18 août 2016 4 18 /08 /août /2016 00:53
Les deux cocotiers de Sainte-Marguerite (priez pour nous).

Les deux cocotiers de Sainte-Marguerite (priez pour nous).

J'aurais même tendance à dire que c'est un abruti de première.

 

Je m'en étais aperçue au fil du temps (comment rerésenter le fil du temps ?). Mais j'en ai eu la confirmation indubitable aujourd'hui.

 

Un petit commerce se développe beaucoup ces derniers mois sur l'île aux belles eaux. Belles eaux de coco pourrait-on dire.
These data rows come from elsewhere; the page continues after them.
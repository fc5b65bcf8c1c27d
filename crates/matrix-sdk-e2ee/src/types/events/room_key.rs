// Copyright 2022 The Matrix.org Foundation C.I.C.
//
// Licensed under the Apache License, Version 2.0 (the "License");
// you may not use this file except in compliance with the License.
// You may obtain a copy of the License at
//
//     http://www.apache.org/licenses/LICENSE-2.0
//
// Unless required by applicable law or agreed to in writing, software
// distributed under the License is distributed on an "AS IS" BASIS,
// WITHOUT WARRANTIES OR CONDITIONS OF ANY KIND, either express or implied.
// See the License for the specific language governing permissions and
// limitations under the License.

//! Types for `m.room_key` to-device events.

use std::collections::BTreeMap;

use ruma::OwnedRoomId;
use serde::{Deserialize, Serialize};
use serde_json::Value;
use vodozemac::megolm::SessionKey;

use super::EventType;
use crate::types::EventEncryptionAlgorithm;

/// The `m.room_key` to-device event content.
///
/// Only ever received inside an Olm encrypted to-device event.
#[derive(Deserialize, Serialize)]
pub struct RoomKeyContent {
    /// The algorithm of the room key, always `m.megolm.v1.aes-sha2`.
    pub algorithm: EventEncryptionAlgorithm,
    /// The room where the key is used.
    pub room_id: OwnedRoomId,
    /// The ID of the session that the key is for.
    pub session_id: String,
    /// The key to be exchanged. Can be used to create a
    /// [`InboundGroupSession`](crate::olm::InboundGroupSession).
    pub session_key: SessionKey,
    /// Whether the sender marked this key as safe to share with users who
    /// join the room later.
    #[serde(
        default,
        rename = "org.matrix.msc3061.shared_history",
        skip_serializing_if = "std::ops::Not::not"
    )]
    pub shared_history: bool,
    #[serde(flatten)]
    other: BTreeMap<String, Value>,
}

impl RoomKeyContent {
    /// Create a new `m.megolm.v1.aes-sha2` `m.room_key` content.
    pub fn new(
        room_id: OwnedRoomId,
        session_id: String,
        session_key: SessionKey,
        shared_history: bool,
    ) -> Self {
        Self {
            algorithm: EventEncryptionAlgorithm::MegolmV1AesSha2,
            room_id,
            session_id,
            session_key,
            shared_history,
            other: BTreeMap::new(),
        }
    }
}

impl EventType for RoomKeyContent {
    const EVENT_TYPE: &'static str = "m.room_key";
}

#[cfg(not(tarpaulin_include))]
impl std::fmt::Debug for RoomKeyContent {
    fn fmt(&self, f: &mut std::fmt::Formatter<'_>) -> std::fmt::Result {
        f.debug_struct("RoomKeyContent")
            .field("algorithm", &self.algorithm)
            .field("room_id", &self.room_id)
            .field("session_id", &self.session_id)
            .field("shared_history", &self.shared_history)
            .finish_non_exhaustive()
    }
}

#[cfg(test)]
mod tests {
    use serde_json::json;

    use super::RoomKeyContent;

    const SHARED_HISTORY_FIELD: &str = "org.matrix.msc3061.shared_history";

    fn json() -> serde_json::Value {
        json!({
            "algorithm": "m.megolm.v1.aes-sha2",
            "room_id": "!Cuyf34gef24t:localhost",
            "session_id": "ZFD6+OmV7fVCsJ7Gap8UnORH8EnmiAkes8FAvQuCw/I",
            "session_key": "AgAAAADNp1EbxXYOGmJtyX4AkD1bvJvAUyPkbIaKxtnGKjv\
                            SQ3E/4mnuqdM4vsmNzpO1EeWzz1rDkUpYhYE9kP7sJhgLXi\
                            jVv80fMPHfGc49hPdu8A+xnwD4SQiYdFmSWJOIqsxeo/fiH\
                            tino//CDQENtcKuEt0I9s0+Kk4YSH310Szse2RQ+vjple31\
                            QrCexmqfFJzkR/BJ5ogJHrPBQL0LgsPyglIbMTLg7qygIaY\
                            U5Fe2QdKMH7nTZPNIRHh1RaMfHVETAUJBax88EWZBoifk80\
                            gdHUwHSgMk77vCc2a5KHKLDA",
            "m.custom": "something custom",
        })
    }

    #[test]
    fn test_room_key_shared_history_flag() -> Result<(), serde_json::Error> {
        let content: RoomKeyContent = serde_json::from_value(json())?;
        assert!(!content.shared_history);

        let mut with_history = json();
        with_history[SHARED_HISTORY_FIELD] = true.into();
        let content: RoomKeyContent = serde_json::from_value(with_history.clone())?;
        assert!(content.shared_history);

        let serialized = serde_json::to_value(content)?;
        assert_eq!(serialized, with_history);

        Ok(())
    }
}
Les noix de coco, avant d'être matures et offrir leur blanche robe pulpeuse, sont vertes. Pour qui est assez courageux pour grimper en haut du pyé-koko, il suffit alors de couper les cocos verts, et de les balancer à terre. Puis de charger sa camionnette avec la cinquataine de cocos récoltés dans mon jardin. De les laver. De se poster à un rond-point stratégique, armé d'un sabre et d'un grand sourire. Lorsque le chaland s'arrête, décalottez le coco vert sous ses yeux, passez-lui la noix dans laquelle vous aurez glissé une paille, et empochez deux euros. Ce n'est pas si cher payé pour la peine prise. Ou tranchez les cocos à la chaîne et emplissez-en des bouteilles d'eau minérale (au prélabale vidées de leur eau minérale). 

 

Depuis des années, un certain Joël vient chez moi récolter les cocos. Il passe quand il veut sans avoir à prévenir. J'aime à le voir monter avec ses cordes et crocs métalliques fixés aux pieds.

 

Jusqu'à présent, tout se passait sans encombres. Et voilà ti pas que la belle mécanique s'est déréglée pas plus tard que ce matin. A la vue de Joël en haut se son arbre, le fameux voisin lui a fait un caca nerveux. L'a traité de voleur, l'a pris en photo et lui a fait savoir qu'il posterait la photo sur le réseau social qui commence par F et finit par acebook, en guise de dénonciation. Mon Joël ne s'est pas démonté. Est allé voir les gendarmes poser une main courante, et est bien décidé à ne pas en rester là si l'andouille de service passe à l'acte. Ceci me fut raconté à midi lors de ma pause méridienne (et méritée). Je me suis montrée totalement solidaire, mais n'ai tout de même pas oublié de demander trois bon cocos à l'eau pour régaler mes prochains visiteurs.

 

J'ose à peine imaginer comment se serait comporté le voisin pendant l'occupation.